[Data excerpts]
· · · · · · ·

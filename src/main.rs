//! Lips CLI
//!
//! Main entry point for the `lips` command.

use clap::{Parser, Subcommand};
use lips::{Config, Grammar, Reporter, Session, SourceFile};
use lips::interp::OverflowPolicy;
use miette::Result;
use std::path::{Path, PathBuf};
use tracing_subscriber::{EnvFilter, fmt, prelude::*};

#[derive(Parser)]
#[command(name = "lips")]
#[command(version = env!("CARGO_PKG_VERSION"))]
#[command(about = "A minimal prefix-arithmetic and s-expression interpreter", long_about = None)]
struct Cli {
    #[command(subcommand)]
    command: Option<Commands>,

    /// Grammar to parse input with (overrides the config file)
    #[arg(short, long, global = true, value_enum)]
    grammar: Option<Grammar>,

    /// Behaviour on integer overflow (overrides the config file)
    #[arg(long, global = true, value_enum)]
    overflow: Option<OverflowPolicy>,

    /// Configuration file (defaults to ./lips.toml when present)
    #[arg(short, long, global = true, value_name = "FILE")]
    config: Option<PathBuf>,

    /// Enable verbose output
    #[arg(short, long, global = true)]
    verbose: bool,
}

#[derive(Subcommand)]
enum Commands {
    /// Start the interactive REPL (the default)
    Repl,

    /// Evaluate one expression and print the result
    Eval {
        /// Expression text
        #[arg(value_name = "EXPR")]
        expr: String,

        /// Print an intermediate form instead of the result
        #[arg(long, value_enum)]
        emit: Option<EmitType>,
    },

    /// Evaluate every non-empty line of a file
    Run {
        /// Input file
        #[arg(value_name = "FILE")]
        input: PathBuf,
    },

    /// Show information about the interpreter
    Info,
}

#[derive(Clone, Copy, PartialEq, Eq, clap::ValueEnum)]
enum EmitType {
    /// Parse tree outline
    Tree,
    /// Parse tree (JSON)
    Json,
    /// Value read from the tree, before evaluation
    Value,
}

fn main() -> Result<()> {
    let cli = Cli::parse();

    // Initialize tracing
    let default_level = if cli.verbose { "debug" } else { "warn" };
    tracing_subscriber::registry()
        .with(fmt::layer().with_writer(std::io::stderr))
        .with(EnvFilter::try_from_default_env().unwrap_or_else(|_| EnvFilter::new(default_level)))
        .init();

    if cli.verbose {
        tracing::info!("Verbose mode enabled");
    }

    let mut config = Config::discover(cli.config.as_deref())?;
    if let Some(grammar) = cli.grammar {
        config.grammar = grammar;
    }
    if let Some(overflow) = cli.overflow {
        config.overflow = overflow;
    }
    let mut session = Session::from_config(&config);

    match cli.command.unwrap_or(Commands::Repl) {
        Commands::Repl => lips::repl::run(&mut session, &config),
        Commands::Eval { expr, emit } => eval(&session, &expr, emit),
        Commands::Run { input } => run(&session, &input),
        Commands::Info => info(&config),
    }
}

fn eval(session: &Session, expr: &str, emit: Option<EmitType>) -> Result<()> {
    let source = SourceFile::new("<arg>", expr);

    let Some(emit_type) = emit else {
        let value = session.eval_source(&source)?;
        println!("{}", value);
        return Ok(());
    };

    let tree = session.parse(&source)?;
    match emit_type {
        EmitType::Tree => print!("{}", tree),
        EmitType::Json => {
            let json = serde_json::to_string_pretty(&tree)
                .map_err(|e| miette::miette!("Failed to serialize parse tree: {}", e))?;
            println!("{}", json);
        }
        EmitType::Value => println!("{}", lips::interp::read(&tree)),
    }
    Ok(())
}

fn run(session: &Session, input: &Path) -> Result<()> {
    tracing::info!("Running {:?} with grammar {}", input, session.grammar());

    let text = std::fs::read_to_string(input)
        .map_err(|e| miette::miette!("Failed to read input file: {}", e))?;

    let mut reporter = Reporter::new();
    for (index, line) in text.lines().enumerate() {
        if line.trim().is_empty() {
            continue;
        }
        let source = SourceFile::new(format!("{}:{}", input.display(), index + 1), line);
        match session.eval_source(&source) {
            Ok(value) => println!("{}", value),
            Err(e) => reporter.error(e),
        }
    }

    if reporter.has_errors() {
        reporter.emit_all();
        return Err(miette::miette!(
            "{} line(s) of {} failed to parse",
            reporter.error_count(),
            input.display()
        ));
    }
    Ok(())
}

fn info(config: &Config) -> Result<()> {
    println!("Lips");
    println!("Version: {}", lips::VERSION);
    println!();
    println!("Grammar: {}", config.grammar);
    for rule in config.grammar.rules() {
        println!("  {}", rule);
    }
    println!();
    println!("Overflow: {:?}", config.overflow);
    println!("Max depth: {}", config.max_depth);

    Ok(())
}
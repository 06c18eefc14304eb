//! Parser tests

use lips::ast::{Grammar, NodeKind, ParseNode};
use lips::{ParseError, parse};
use pretty_assertions::assert_eq;

fn parse_ok(source: &str, grammar: Grammar) -> ParseNode {
    match parse(source, grammar) {
        Ok(tree) => tree,
        Err(e) => panic!("Parse failed for {:?}: {:?}", source, e),
    }
}

fn parse_err(source: &str, grammar: Grammar) -> ParseError {
    match parse(source, grammar) {
        Ok(tree) => panic!("Expected parse failure for {:?}, got\n{}", source, tree),
        Err(e) => e,
    }
}

// ==================== Arithmetic grammar ====================

#[test]
fn test_parse_single_operation() {
    let tree = parse_ok("+ 1 2", Grammar::Arith);
    assert_eq!(tree.kind, NodeKind::Root);
    assert_eq!(tree.children.len(), 5);
    assert_eq!(tree.children[1].kind, NodeKind::Operator);
    assert_eq!(tree.children[1].contents, "+");
    assert_eq!(tree.exprs().count(), 2);
}

#[test]
fn test_parse_nested_application() {
    let tree = parse_ok("* (+ 1 2) (- 10 4)", Grammar::Arith);
    let apps: Vec<&ParseNode> = tree.exprs().collect();
    assert_eq!(apps.len(), 2);
    assert!(apps.iter().all(|n| n.kind == NodeKind::Application));
    assert_eq!(apps[1].children[1].contents, "-");
    assert_eq!(apps[1].children[3].contents, "4");
}

#[test]
fn test_parse_outline() {
    let tree = parse_ok("+ 1 (* 2 3)", Grammar::Arith);
    insta::assert_snapshot!(tree.to_string().trim_end(), @r"
    >
      regex ''
      operator '+'
      number '1'
      expr
        char '('
        operator '*'
        number '2'
        number '3'
        char ')'
      regex ''
    ");
}

#[test]
fn test_parse_requires_leading_operator() {
    let err = parse_err("1 2", Grammar::Arith);
    assert!(matches!(err, ParseError::UnexpectedToken { .. }));
}

#[test]
fn test_parse_rejects_empty_list() {
    parse_err("+ ()", Grammar::Arith);
}

#[test]
fn test_parse_rejects_application_without_operands() {
    parse_err("+ 1 (-)", Grammar::Arith);
}

#[test]
fn test_parse_rejects_empty_input() {
    let err = parse_err("", Grammar::Arith);
    assert!(matches!(err, ParseError::UnexpectedEof { .. }));
}

#[test]
fn test_parse_unknown_operator_is_accepted() {
    let tree = parse_ok("% 1 2", Grammar::Arith);
    assert_eq!(tree.children[1].contents, "%");
}

#[test]
fn test_parse_negative_literal_as_operator() {
    let tree = parse_ok("+ 1 (-3 1)", Grammar::Arith);
    insta::assert_snapshot!(tree.to_string().trim_end(), @r"
    >
      regex ''
      operator '+'
      number '1'
      expr
        char '('
        operator '-'
        number '3'
        number '1'
        char ')'
      regex ''
    ");

    let tree = parse_ok("-3 1", Grammar::Arith);
    assert_eq!(tree.children[1].kind, NodeKind::Operator);
    assert_eq!(tree.children[1].contents, "-");
    assert_eq!(tree.children[2].contents, "3");
}

#[test]
fn test_parse_negative_literal_as_operand() {
    let tree = parse_ok("+ -3 1", Grammar::Arith);
    assert_eq!(tree.children[2].kind, NodeKind::Number);
    assert_eq!(tree.children[2].contents, "-3");

    let tree = parse_ok("(-3 1)", Grammar::Sexpr);
    assert_eq!(tree.children[1].children[1].kind, NodeKind::Number);
    assert_eq!(tree.children[1].children[1].contents, "-3");
}

// ==================== S-expression grammar ====================

#[test]
fn test_parse_sexpr_program() {
    let tree = parse_ok("+ 1 (2 3) ()", Grammar::Sexpr);
    let kinds: Vec<NodeKind> = tree.exprs().map(|n| n.kind).collect();
    assert_eq!(
        kinds,
        vec![
            NodeKind::Symbol,
            NodeKind::Number,
            NodeKind::SExpr,
            NodeKind::SExpr,
        ]
    );
}

#[test]
fn test_parse_sexpr_outline() {
    let tree = parse_ok("(- (1))", Grammar::Sexpr);
    insta::assert_snapshot!(tree.to_string().trim_end(), @r"
    >
      regex ''
      sexpr
        char '('
        symbol '-'
        sexpr
          char '('
          number '1'
          char ')'
        char ')'
      regex ''
    ");
}

#[test]
fn test_parse_sexpr_unbalanced() {
    let err = parse_err("((+ 1 2)", Grammar::Sexpr);
    assert!(matches!(err, ParseError::UnexpectedEof { .. }));
    let err = parse_err("(+ 1 2))", Grammar::Sexpr);
    assert!(matches!(err, ParseError::UnexpectedToken { .. }));
}

#[test]
fn test_parse_deep_input_is_rejected() {
    let depth = lips::parser::DEFAULT_MAX_DEPTH + 1;
    let source = format!("{}1{}", "(".repeat(depth), ")".repeat(depth));
    let err = parse_err(&source, Grammar::Sexpr);
    assert!(matches!(err, ParseError::TooDeep { .. }));
}

#[test]
fn test_parse_tree_json() {
    let tree = parse_ok("+ 1 2", Grammar::Arith);
    let json = serde_json::to_value(&tree).unwrap();
    assert_eq!(json["kind"], "root");
    assert_eq!(json["children"][1]["kind"], "operator");
    assert_eq!(json["children"][2]["contents"], "1");
}
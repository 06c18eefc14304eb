//! Reading a parse tree into values

use crate::ast::{NodeKind, ParseNode};

use super::value::{EvalError, SExpr, Value};

/// Convert a parse tree node into a value
///
/// Never fails: a literal that does not fit in an `i64` becomes
/// `Error(InvalidNumber)`.
pub fn read(node: &ParseNode) -> Value {
    match node.kind {
        NodeKind::Number => read_number(&node.contents),
        NodeKind::Operator | NodeKind::Symbol => Value::Symbol(node.contents.clone()),
        NodeKind::Root | NodeKind::SExpr | NodeKind::Application => Value::SExpr(read_list(node)),
        // A syntax token read on its own keeps its text
        NodeKind::Paren | NodeKind::Anchor => Value::Symbol(node.contents.clone()),
    }
}

/// Parse integer literal text
pub fn read_number(text: &str) -> Value {
    match text.parse::<i64>() {
        Ok(n) => Value::Number(n),
        Err(_) => Value::Error(EvalError::InvalidNumber),
    }
}

fn read_list(node: &ParseNode) -> SExpr {
    node.children
        .iter()
        .filter(|c| !c.kind.is_syntax())
        .fold(SExpr::new(), |list, child| list.append(read(child)))
}
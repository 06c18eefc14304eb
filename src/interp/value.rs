//! Runtime values for the interpreter

use std::ops::Deref;

use thiserror::Error;

/// Failure carried as a value
///
/// The `Display` text is what follows `Error: ` when the value is printed.
#[derive(Error, Debug, Clone, PartialEq, Eq, Hash)]
pub enum EvalError {
    #[error("Division by zero.")]
    DivisionByZero,
    #[error("Invalid operator.")]
    InvalidOperator,
    #[error("Invalid number.")]
    InvalidNumber,
    #[error("Integer overflow.")]
    Overflow,
    #[error("{0}")]
    Message(String),
}

/// Runtime value
#[derive(Debug, Clone, PartialEq, Eq)]
pub enum Value {
    /// 64-bit signed integer
    Number(i64),
    /// Evaluation failure
    Error(EvalError),
    /// Operator or identifier
    Symbol(String),
    /// Ordered list of values
    SExpr(SExpr),
}

impl Value {
    pub fn num(n: i64) -> Self {
        Value::Number(n)
    }

    pub fn err(error: EvalError) -> Self {
        Value::Error(error)
    }

    /// Error with a free-form message
    pub fn message(text: impl Into<String>) -> Self {
        Value::Error(EvalError::Message(text.into()))
    }

    pub fn sym(text: impl Into<String>) -> Self {
        Value::Symbol(text.into())
    }

    pub fn sexpr(items: impl IntoIterator<Item = Value>) -> Self {
        Value::SExpr(items.into_iter().collect())
    }

    /// Get the type name of this value
    pub fn type_name(&self) -> &'static str {
        match self {
            Value::Number(_) => "number",
            Value::Error(_) => "error",
            Value::Symbol(_) => "symbol",
            Value::SExpr(_) => "sexpr",
        }
    }

    pub fn is_error(&self) -> bool {
        matches!(self, Value::Error(_))
    }

    /// Numbers and errors are never evaluated further
    pub fn is_terminal(&self) -> bool {
        matches!(self, Value::Number(_) | Value::Error(_))
    }

    /// Try to get as integer
    pub fn as_number(&self) -> Option<i64> {
        match self {
            Value::Number(n) => Some(*n),
            _ => None,
        }
    }

    /// Try to get as symbol text
    pub fn as_symbol(&self) -> Option<&str> {
        match self {
            Value::Symbol(s) => Some(s),
            _ => None,
        }
    }

    pub fn as_error(&self) -> Option<&EvalError> {
        match self {
            Value::Error(e) => Some(e),
            _ => None,
        }
    }

    pub fn as_sexpr(&self) -> Option<&SExpr> {
        match self {
            Value::SExpr(list) => Some(list),
            _ => None,
        }
    }

    /// Number of values in this tree, counting lists themselves
    pub fn node_count(&self) -> usize {
        match self {
            Value::SExpr(list) => 1 + list.iter().map(Value::node_count).sum::<usize>(),
            _ => 1,
        }
    }
}

impl From<i64> for Value {
    fn from(n: i64) -> Self {
        Value::Number(n)
    }
}

impl From<EvalError> for Value {
    fn from(error: EvalError) -> Self {
        Value::Error(error)
    }
}

impl From<SExpr> for Value {
    fn from(list: SExpr) -> Self {
        Value::SExpr(list)
    }
}

/// Body of an s-expression: an owned, insertion-ordered list of values
///
/// Every element belongs to exactly one list. Appending moves the value in;
/// dropping the list drops its elements.
#[derive(Debug, Clone, Default, PartialEq, Eq)]
pub struct SExpr {
    items: Vec<Value>,
}

impl SExpr {
    pub fn new() -> Self {
        Self::default()
    }

    /// Append `value` as the new last element
    pub fn append(mut self, value: Value) -> Self {
        self.items.push(value);
        self
    }
}

impl Deref for SExpr {
    type Target = [Value];

    fn deref(&self) -> &[Value] {
        &self.items
    }
}

impl From<Vec<Value>> for SExpr {
    fn from(items: Vec<Value>) -> Self {
        SExpr { items }
    }
}

impl FromIterator<Value> for SExpr {
    fn from_iter<I: IntoIterator<Item = Value>>(iter: I) -> Self {
        SExpr {
            items: iter.into_iter().collect(),
        }
    }
}

impl IntoIterator for SExpr {
    type Item = Value;
    type IntoIter = std::vec::IntoIter<Value>;

    fn into_iter(self) -> Self::IntoIter {
        self.items.into_iter()
    }
}

impl<'a> IntoIterator for &'a SExpr {
    type Item = &'a Value;
    type IntoIter = std::slice::Iter<'a, Value>;

    fn into_iter(self) -> Self::IntoIter {
        self.items.iter()
    }
}
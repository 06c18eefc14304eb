//! Tree-walking interpreter
//!
//! Reads parse trees into values, folds them into results and prints them.

pub mod eval;
pub mod print;
pub mod read;
pub mod value;

pub use eval::{Interpreter, OverflowPolicy, eval, eval_tree};
pub use print::{render, render_line};
pub use read::{read, read_number};
pub use value::{EvalError, SExpr, Value};
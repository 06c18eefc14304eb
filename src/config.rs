//! Settings loaded from `lips.toml`
//!
//! ```toml
//! prompt = "Lips> "
//! grammar = "sexpr"
//! overflow = "wrap"
//! max_depth = 128
//! history_file = ".lips_history"
//! ```

use std::path::{Path, PathBuf};

use miette::{IntoDiagnostic, Result, WrapErr};
use serde::{Deserialize, Serialize};

use crate::ast::Grammar;
use crate::interp::OverflowPolicy;
use crate::parser::DEFAULT_MAX_DEPTH;

/// Looked up in the working directory when no path is given
pub const DEFAULT_CONFIG_FILE: &str = "lips.toml";

#[derive(Debug, Clone, PartialEq, Eq, Serialize, Deserialize)]
#[serde(default, deny_unknown_fields)]
pub struct Config {
    pub prompt: String,
    pub grammar: Grammar,
    pub overflow: OverflowPolicy,
    pub max_depth: usize,
    pub history_file: Option<PathBuf>,
}

impl Default for Config {
    fn default() -> Self {
        Config {
            prompt: "Lips> ".to_string(),
            grammar: Grammar::default(),
            overflow: OverflowPolicy::default(),
            max_depth: DEFAULT_MAX_DEPTH,
            history_file: None,
        }
    }
}

impl Config {
    /// Parse configuration text
    pub fn from_toml(text: &str) -> Result<Config> {
        toml::from_str(text)
            .into_diagnostic()
            .wrap_err("Invalid configuration")
    }

    /// Load configuration from a file
    pub fn load(path: &Path) -> Result<Config> {
        let text = std::fs::read_to_string(path)
            .map_err(|e| miette::miette!("Failed to read config file {}: {}", path.display(), e))?;
        let config = Self::from_toml(&text)
            .wrap_err_with(|| format!("in config file {}", path.display()))?;
        tracing::info!("Loaded configuration from {:?}", path);
        Ok(config)
    }

    /// Load `explicit` if given, else `lips.toml` when it exists, else defaults
    pub fn discover(explicit: Option<&Path>) -> Result<Config> {
        match explicit {
            Some(path) => Self::load(path),
            None => {
                let fallback = Path::new(DEFAULT_CONFIG_FILE);
                if fallback.is_file() {
                    Self::load(fallback)
                } else {
                    Ok(Config::default())
                }
            }
        }
    }
}
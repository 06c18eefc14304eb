//! Parser for Lips input
//!
//! A recursive descent parser that builds a [`ParseNode`] tree from a token
//! stream, for either the arithmetic or the s-expression grammar.

use crate::ast::{Grammar, NodeKind, ParseNode};
use crate::common::Span;
use crate::diagnostics::{ParseError, SourceFile};
use crate::lexer::{Token, TokenKind};

/// Nesting limit used when the caller does not pick one
pub const DEFAULT_MAX_DEPTH: usize = 256;

/// Parse a token stream into a tree
pub fn parse(tokens: &[Token], source: &SourceFile, grammar: Grammar) -> Result<ParseNode, ParseError> {
    parse_with_depth(tokens, source, grammar, DEFAULT_MAX_DEPTH)
}

/// Parse a token stream, rejecting lists nested deeper than `max_depth`
pub fn parse_with_depth(
    tokens: &[Token],
    source: &SourceFile,
    grammar: Grammar,
    max_depth: usize,
) -> Result<ParseNode, ParseError> {
    let mut parser = Parser::new(tokens, source, grammar, max_depth);
    let root = parser.parse_program()?;
    tracing::trace!(nodes = root.node_count(), %grammar, "parsed input");
    Ok(root)
}

/// Parser state
struct Parser<'a> {
    tokens: &'a [Token],
    pos: usize,
    source: &'a SourceFile,
    grammar: Grammar,
    max_depth: usize,
}

impl<'a> Parser<'a> {
    fn new(tokens: &'a [Token], source: &'a SourceFile, grammar: Grammar, max_depth: usize) -> Self {
        Self {
            tokens,
            pos: 0,
            source,
            grammar,
            max_depth,
        }
    }

    fn peek(&self) -> TokenKind {
        self.tokens
            .get(self.pos)
            .map(|t| t.kind)
            .unwrap_or(TokenKind::Eof)
    }

    fn at(&self, kind: TokenKind) -> bool {
        self.peek() == kind
    }

    fn span(&self) -> Span {
        self.tokens
            .get(self.pos)
            .or_else(|| self.tokens.last())
            .map(|t| t.span)
            .unwrap_or_else(|| Span::point(self.source.len()))
    }

    /// Consume the current token as a leaf node
    fn advance_leaf(&mut self, kind: NodeKind) -> ParseNode {
        let node = match self.tokens.get(self.pos) {
            Some(tok) => ParseNode::leaf(kind, tok.text.clone(), tok.span),
            None => ParseNode::leaf(kind, "", self.span()),
        };
        if self.pos < self.tokens.len() {
            self.pos += 1;
        }
        node
    }

    fn error(&self, expected: &str) -> ParseError {
        let span = self.span();
        match self.peek() {
            TokenKind::Eof => ParseError::UnexpectedEof {
                expected: expected.to_string(),
                span: span.into(),
                src: self.source.to_named_source(),
            },
            found => ParseError::UnexpectedToken {
                expected: expected.to_string(),
                found: match self.tokens.get(self.pos) {
                    Some(tok) => format!("`{}`", tok.text),
                    None => found.to_string(),
                },
                span: span.into(),
                src: self.source.to_named_source(),
            },
        }
    }

    fn expect_leaf(&mut self, kind: TokenKind, node: NodeKind, expected: &str) -> Result<ParseNode, ParseError> {
        if self.at(kind) {
            Ok(self.advance_leaf(node))
        } else {
            Err(self.error(expected))
        }
    }

    // ==================== PROGRAM ====================

    fn parse_program(&mut self) -> Result<ParseNode, ParseError> {
        let mut children = vec![ParseNode::leaf(NodeKind::Anchor, "", Span::point(0))];

        if self.grammar == Grammar::Arith {
            self.parse_operation(0, &mut children)?;
        }
        while !self.at(TokenKind::Eof) {
            children.push(self.parse_expr(0)?);
        }

        children.push(ParseNode::leaf(NodeKind::Anchor, "", self.span()));
        Ok(ParseNode::branch(
            NodeKind::Root,
            Span::new(0, self.source.len()),
            children,
        ))
    }

    // ==================== EXPRESSIONS ====================

    fn parse_expr(&mut self, depth: usize) -> Result<ParseNode, ParseError> {
        match (self.peek(), self.grammar) {
            (TokenKind::IntLit, _) => Ok(self.advance_leaf(NodeKind::Number)),
            (TokenKind::Symbol, Grammar::Sexpr) => Ok(self.advance_leaf(NodeKind::Symbol)),
            (TokenKind::LParen, _) => self.parse_list(depth + 1),
            (_, Grammar::Arith) => Err(self.error("number or `(`")),
            (_, Grammar::Sexpr) => Err(self.error("number, symbol or `(`")),
        }
    }

    /// `<operator> <expr>`, the head of an arithmetic application
    ///
    /// A number can never stand in operator position, so a negative literal
    /// there is split into `-` and its digits: `-3 1` parses as `- 3 1`.
    fn parse_operation(&mut self, depth: usize, children: &mut Vec<ParseNode>) -> Result<(), ParseError> {
        let tokens = self.tokens;
        match tokens.get(self.pos) {
            Some(tok) if tok.kind == TokenKind::IntLit && tok.text.starts_with('-') => {
                let split = tok.span.start + 1;
                children.push(ParseNode::leaf(
                    NodeKind::Operator,
                    "-",
                    Span::new(tok.span.start, split),
                ));
                children.push(ParseNode::leaf(
                    NodeKind::Number,
                    &tok.text[1..],
                    Span::new(split, tok.span.end),
                ));
                self.pos += 1;
            }
            _ => {
                children.push(self.expect_leaf(TokenKind::Symbol, NodeKind::Operator, "operator")?);
                children.push(self.parse_expr(depth)?);
            }
        }
        Ok(())
    }

    /// `'(' <operator> <expr>+ ')'` or `'(' <expr>* ')'`
    fn parse_list(&mut self, depth: usize) -> Result<ParseNode, ParseError> {
        let start = self.span();
        if depth > self.max_depth {
            return Err(ParseError::TooDeep {
                limit: self.max_depth,
                span: start.into(),
                src: self.source.to_named_source(),
            });
        }

        let mut children = vec![self.expect_leaf(TokenKind::LParen, NodeKind::Paren, "`(`")?];
        let kind = match self.grammar {
            Grammar::Arith => {
                self.parse_operation(depth, &mut children)?;
                NodeKind::Application
            }
            Grammar::Sexpr => NodeKind::SExpr,
        };

        while !self.at(TokenKind::RParen) {
            if self.at(TokenKind::Eof) {
                return Err(self.error("`)`"));
            }
            children.push(self.parse_expr(depth)?);
        }
        let close = self.advance_leaf(NodeKind::Paren);
        let span = start.merge(close.span);
        children.push(close);

        Ok(ParseNode::branch(kind, span, children))
    }
}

· · · · · · ·

*What you have to do*.
Which lines in the records above contain the string "push"? Copy them.

*Result of the task*.
        self.items.push(value);
            children.push(self.parse_expr(0)?);
        children.push(ParseNode::leaf(NodeKind::Anchor, "", self.span()));
                children.push(ParseNode::leaf(
                children.push(ParseNode::leaf(
                children.push(self.expect_leaf(TokenKind::Symbol, NodeKind::Operator, "operator")?);
                children.push(self.parse_expr(depth)?);
            children.push(self.parse_expr(depth)?);
        children.push(close);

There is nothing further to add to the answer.